◆ Task brief
The line containing "sensor: &SensorDescriptor) ->" marks where copying starts, so set down that line and each one after it exactly, through the end of the records.

◆ Entries shown
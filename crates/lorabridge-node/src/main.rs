//! LoRa Telemetry Bridge - daemon
//!
//! This binary runs the full bridge:
//! - UDP-framed radio link ingesting telemetry packets
//! - MQTT session publishing frames, signal and status records
//! - HTTP settings endpoint for field reconfiguration
//!
//! Saving settings ends the process with [`RESTART_EXIT_CODE`] so a
//! supervisor (systemd `RestartForceExitStatus=`, or a shell loop) can
//! bring it back up on the new configuration, the same way a reboot
//! would.

mod server;

use clap::Parser;
use std::net::SocketAddr;
use std::sync::Arc;
use std::time::{Duration, Instant};
use tracing::{error, info, warn, Level};
use tracing_subscriber::FmtSubscriber;

use lorabridge::{
    radio, BusSession, ConfigStore, HostNetwork, IngestLoop, LoopExit, LoopHandle, MqttLink,
    NetworkSupervisor, ReconnectConfig, Topics, UdpRadio,
};

/// Exit status that asks the supervisor for a restart rather than a stop
pub const RESTART_EXIT_CODE: i32 = 75;

#[derive(Parser)]
#[command(name = "lorabridge-node")]
#[command(about = "LoRa to MQTT telemetry bridge with settings endpoint")]
struct Args {
    /// Configuration directory (created on first run)
    #[arg(long, default_value = "lorabridge-data")]
    config_dir: String,

    /// Settings endpoint listen port
    #[arg(long, default_value_t = 8080)]
    http_port: u16,

    /// Bind address for the UDP radio transport
    #[arg(long, default_value = "0.0.0.0:1700")]
    radio_bind: SocketAddr,

    /// Enable verbose logging
    #[arg(long, short)]
    verbose: bool,
}

/// Application state shared across handlers
pub struct AppState {
    /// Configuration store, shared with the ingestion loop
    pub store: Arc<ConfigStore>,
    /// Handle for querying and stopping the ingestion loop
    pub loop_handle: LoopHandle,
    /// Process start time
    pub start_time: Instant,
}

#[tokio::main]
async fn main() -> anyhow::Result<()> {
    let args = Args::parse();

    let level = if args.verbose { Level::DEBUG } else { Level::INFO };
    let subscriber = FmtSubscriber::builder().with_max_level(level).finish();
    tracing::subscriber::set_global_default(subscriber)?;

    info!("Starting LoRa telemetry bridge");

    let store = Arc::new(ConfigStore::open(&args.config_dir)?);
    info!("Configuration directory: {}", args.config_dir);

    // Radio first: without it the device has no purpose. A persistent
    // bring-up failure is fatal, matching a hardware fault.
    let mut radio_link = UdpRadio::new(args.radio_bind);
    radio::bring_up_blocking(
        &mut radio_link,
        &store.radio(),
        10,
        Duration::from_millis(500),
    )
    .await?;
    info!("Radio listening on {}", args.radio_bind);

    // Network bring-up is bounded but not fatal: the loop keeps
    // re-associating, and the settings endpoint stays reachable either way
    let mut net = NetworkSupervisor::new(HostNetwork::new(), store.network());
    if let Err(e) = net.bring_up_blocking(30, Duration::from_secs(1)).await {
        warn!(error = %e, "Network not associated at startup, continuing");
    }

    let session = BusSession::new(
        MqttLink::new(),
        Arc::clone(&store),
        Topics::default(),
        ReconnectConfig::default(),
    );

    let report_interval = store.radio().report_interval;
    let (ingest, loop_handle) = IngestLoop::new(radio_link, net, session, report_interval);

    let state = Arc::new(AppState {
        store: Arc::clone(&store),
        loop_handle: loop_handle.clone(),
        start_time: Instant::now(),
    });

    let http_bind = format!("0.0.0.0:{}", args.http_port);
    let listener = tokio::net::TcpListener::bind(&http_bind).await?;
    info!("Settings endpoint listening on http://{}", http_bind);

    let app = server::create_router(state);
    tokio::spawn(async move {
        if let Err(e) = axum::serve(listener, app).await {
            error!("Settings endpoint error: {}", e);
        }
    });

    // Ctrl-C stops the loop cleanly
    let shutdown_handle = loop_handle.clone();
    tokio::spawn(async move {
        if tokio::signal::ctrl_c().await.is_ok() {
            info!("Interrupt received");
            let _ = shutdown_handle.shutdown().await;
        }
    });

    match ingest.run().await {
        LoopExit::Shutdown => {
            info!("Bridge stopped");
            Ok(())
        }
        LoopExit::Restart => {
            info!("Configuration saved, exiting for restart");
            std::process::exit(RESTART_EXIT_CODE);
        }
    }
}
//! Sensor discovery publisher
//!
//! On every session establishment the bridge announces each exposed metric
//! on a retained discovery channel so a downstream home-automation platform
//! can configure its display without manual setup. Descriptors are built
//! from a compile-time table and are idempotent: republishing identical
//! content after every reconnect is correct and lets the consumer self-heal
//! after its own restart.

use serde_json::{json, Map, Value};
use tracing::debug;

use crate::bus::{BusLink, BusSession};
use crate::config::Topics;
use crate::error::Result;

/// Where a metric's value lives inside the state channel payload
///
/// One level of nesting is supported for grouped metrics.
#[derive(Debug, Clone, Copy, PartialEq, Eq)]
pub enum ValuePath {
    /// Top-level field of the payload
    Field(&'static str),
    /// Field of a named sub-object
    Nested(&'static str, &'static str),
}

impl ValuePath {
    /// Render the extraction template for the downstream consumer
    pub fn template(&self) -> String {
        match self {
            ValuePath::Field(field) => format!("{{{{ value_json.{field} }}}}"),
            ValuePath::Nested(group, field) => {
                format!("{{{{ value_json.{group}.{field} }}}}")
            }
        }
    }
}

/// How a metric is presented to the consumer
#[derive(Debug, Clone, Copy, PartialEq, Eq)]
pub enum SensorCategory {
    /// Primary measurement, shown by default
    Primary,
    /// Device health metric, tucked into the diagnostic section
    Diagnostic,
    /// Member of a grouped sub-object; addressed through a nested path
    Grouped,
}

/// Static metadata for one exposed metric
///
/// Fixed at compile time; the full set is enumerated once per session
/// establishment.
#[derive(Debug, Clone, Copy)]
pub struct SensorDescriptor {
    /// Stable field key, also used in the discovery channel name
    pub field: &'static str,
    /// Display name
    pub name: &'static str,
    /// Icon identifier
    pub icon: &'static str,
    /// Unit of measurement; empty = unitless
    pub unit: &'static str,
    /// Device class hint; empty = omitted from the descriptor
    pub device_class: &'static str,
    /// State class hint; empty = omitted from the descriptor
    pub state_class: &'static str,
    /// Presentation category
    pub category: SensorCategory,
    /// Value-extraction path within the state payload
    pub path: ValuePath,
}

/// Every metric the bridge exposes
pub const SENSORS: &[SensorDescriptor] = &[
    // Radio telemetry forwarded from the sender
    SensorDescriptor {
        field: "temperature",
        name: "Temperature",
        icon: "mdi:thermometer",
        unit: "°C",
        device_class: "temperature",
        state_class: "measurement",
        category: SensorCategory::Primary,
        path: ValuePath::Field("temperature"),
    },
    SensorDescriptor {
        field: "humidity",
        name: "Humidity",
        icon: "mdi:water-percent",
        unit: "%",
        device_class: "humidity",
        state_class: "measurement",
        category: SensorCategory::Primary,
        path: ValuePath::Field("humidity"),
    },
    SensorDescriptor {
        field: "message",
        name: "Message",
        icon: "mdi:message-text",
        unit: "",
        device_class: "",
        state_class: "",
        category: SensorCategory::Primary,
        path: ValuePath::Field("message"),
    },
    SensorDescriptor {
        field: "packet_number",
        name: "Packet number",
        icon: "mdi:counter",
        unit: "",
        device_class: "",
        state_class: "",
        category: SensorCategory::Diagnostic,
        path: ValuePath::Field("packet_number"),
    },
    SensorDescriptor {
        field: "signal",
        name: "Radio signal strength",
        icon: "mdi:signal",
        unit: "dBm",
        device_class: "signal_strength",
        state_class: "measurement",
        category: SensorCategory::Diagnostic,
        path: ValuePath::Field("signal"),
    },
    // Water meter sub-object
    SensorDescriptor {
        field: "watermeter_current",
        name: "Water meter reading",
        icon: "mdi:water",
        unit: "m³",
        device_class: "water",
        state_class: "total_increasing",
        category: SensorCategory::Grouped,
        path: ValuePath::Nested("watermeter", "current"),
    },
    SensorDescriptor {
        field: "watermeter_previous",
        name: "Water meter previous reading",
        icon: "mdi:water-outline",
        unit: "m³",
        device_class: "",
        state_class: "",
        category: SensorCategory::Grouped,
        path: ValuePath::Nested("watermeter", "previous"),
    },
    SensorDescriptor {
        field: "watermeter_rate",
        name: "Water flow rate",
        icon: "mdi:water-pump",
        unit: "",
        device_class: "",
        state_class: "",
        category: SensorCategory::Grouped,
        path: ValuePath::Nested("watermeter", "rate"),
    },
    SensorDescriptor {
        field: "watermeter_error",
        name: "Water meter error",
        icon: "mdi:alert-circle-outline",
        unit: "",
        device_class: "",
        state_class: "",
        category: SensorCategory::Grouped,
        path: ValuePath::Nested("watermeter", "error"),
    },
    // Device self-telemetry
    SensorDescriptor {
        field: "uptime",
        name: "Uptime",
        icon: "mdi:timer-outline",
        unit: "s",
        device_class: "duration",
        state_class: "total_increasing",
        category: SensorCategory::Diagnostic,
        path: ValuePath::Field("uptime"),
    },
    SensorDescriptor {
        field: "wifi_signal",
        name: "Network signal strength",
        icon: "mdi:wifi",
        unit: "dBm",
        device_class: "signal_strength",
        state_class: "measurement",
        category: SensorCategory::Diagnostic,
        path: ValuePath::Field("wifi_signal"),
    },
    SensorDescriptor {
        field: "local_address",
        name: "Local address",
        icon: "mdi:ip-network",
        unit: "",
        device_class: "",
        state_class: "",
        category: SensorCategory::Diagnostic,
        path: ValuePath::Field("local_address"),
    },
];

/// Builds and publishes the discovery descriptors
pub struct DiscoveryPublisher {
    sensors: &'static [SensorDescriptor],
}

impl Default for DiscoveryPublisher {
    fn default() -> Self {
        Self::new()
    }
}

impl DiscoveryPublisher {
    /// Publisher over the full compiled-in sensor table
    pub fn new() -> Self {
        Self { sensors: SENSORS }
    }

    /// Publisher over a custom table (tests)
    pub fn with_sensors(sensors: &'static [SensorDescriptor]) -> Self {
        Self { sensors }
    }

    /// Build the descriptor payload for one sensor
    ///
    /// Key order is deterministic (serde_json maps serialize sorted by
    /// key), so repeated runs produce byte-identical documents.
    pub fn payload(&self, topics: &Topics, sensor: &SensorDescriptor) -> Value {
        let mut doc = Map::new();
        doc.insert(
            "unique_id".to_string(),
            json!(format!("{}_{}", topics.device_type(), sensor.field)),
        );
        doc.insert("name".to_string(), json!(sensor.name));
        doc.insert("icon".to_string(), json!(sensor.icon));
        if !sensor.unit.is_empty() {
            doc.insert("unit_of_measurement".to_string(), json!(sensor.unit));
        }
        doc.insert("state_topic".to_string(), json!(topics.state()));
        doc.insert("value_template".to_string(), json!(sensor.path.template()));
        if !sensor.device_class.is_empty() {
            doc.insert("device_class".to_string(), json!(sensor.device_class));
        }
        if !sensor.state_class.is_empty() {
            doc.insert("state_class".to_string(), json!(sensor.state_class));
        }
        // Only plain diagnostic metrics carry the category attribute;
        // grouped metrics are addressed through their nested path instead.
        if sensor.category == SensorCategory::Diagnostic {
            doc.insert("entity_category".to_string(), json!("diagnostic"));
        }
        Value::Object(doc)
    }

    /// Publish every descriptor, retained
    ///
    /// A no-op per descriptor while the session is not connected (the
    /// session absorbs those), so calling this only makes sense right
    /// after `ensure_connected` reports a fresh session.
    pub async fn publish_all<B: BusLink>(&self, session: &mut BusSession<B>) -> Result<usize> {
        let topics = session.topics().clone();
        let mut count = 0;
        for sensor in self.sensors {
            let channel = topics.discovery(sensor.field);
            let payload = serde_json::to_vec(&self.payload(&topics, sensor))?;
            session.publish(&channel, &payload, true).await?;
            count += 1;
        }
        debug!(count, "Discovery descriptors published");
        Ok(count)
    }
}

◆ The completed task
    pub fn payload(&self, topics: &Topics, sensor: &SensorDescriptor) -> Value {
        let mut doc = Map::new();
        doc.insert(
            "unique_id".to_string(),
            json!(format!("{}_{}", topics.device_type(), sensor.field)),
        );
        doc.insert("name".to_string(), json!(sensor.name));
        doc.insert("icon".to_string(), json!(sensor.icon));
        if !sensor.unit.is_empty() {
            doc.insert("unit_of_measurement".to_string(), json!(sensor.unit));
        }
        doc.insert("state_topic".to_string(), json!(topics.state()));
        doc.insert("value_template".to_string(), json!(sensor.path.template()));
        if !sensor.device_class.is_empty() {
            doc.insert("device_class".to_string(), json!(sensor.device_class));
        }
        if !sensor.state_class.is_empty() {
            doc.insert("state_class".to_string(), json!(sensor.state_class));
        }
        // Only plain diagnostic metrics carry the category attribute;
        // grouped metrics are addressed through their nested path instead.
        if sensor.category == SensorCategory::Diagnostic {
            doc.insert("entity_category".to_string(), json!("diagnostic"));
        }
        Value::Object(doc)
    }

    /// Publish every descriptor, retained
    ///
    /// A no-op per descriptor while the session is not connected (the
    /// session absorbs those), so calling this only makes sense right
    /// after `ensure_connected` reports a fresh session.
    pub async fn publish_all<B: BusLink>(&self, session: &mut BusSession<B>) -> Result<usize> {
        let topics = session.topics().clone();
        let mut count = 0;
        for sensor in self.sensors {
            let channel = topics.discovery(sensor.field);
            let payload = serde_json::to_vec(&self.payload(&topics, sensor))?;
            session.publish(&channel, &payload, true).await?;
            count += 1;
        }
        debug!(count, "Discovery descriptors published");
        Ok(count)
    }
}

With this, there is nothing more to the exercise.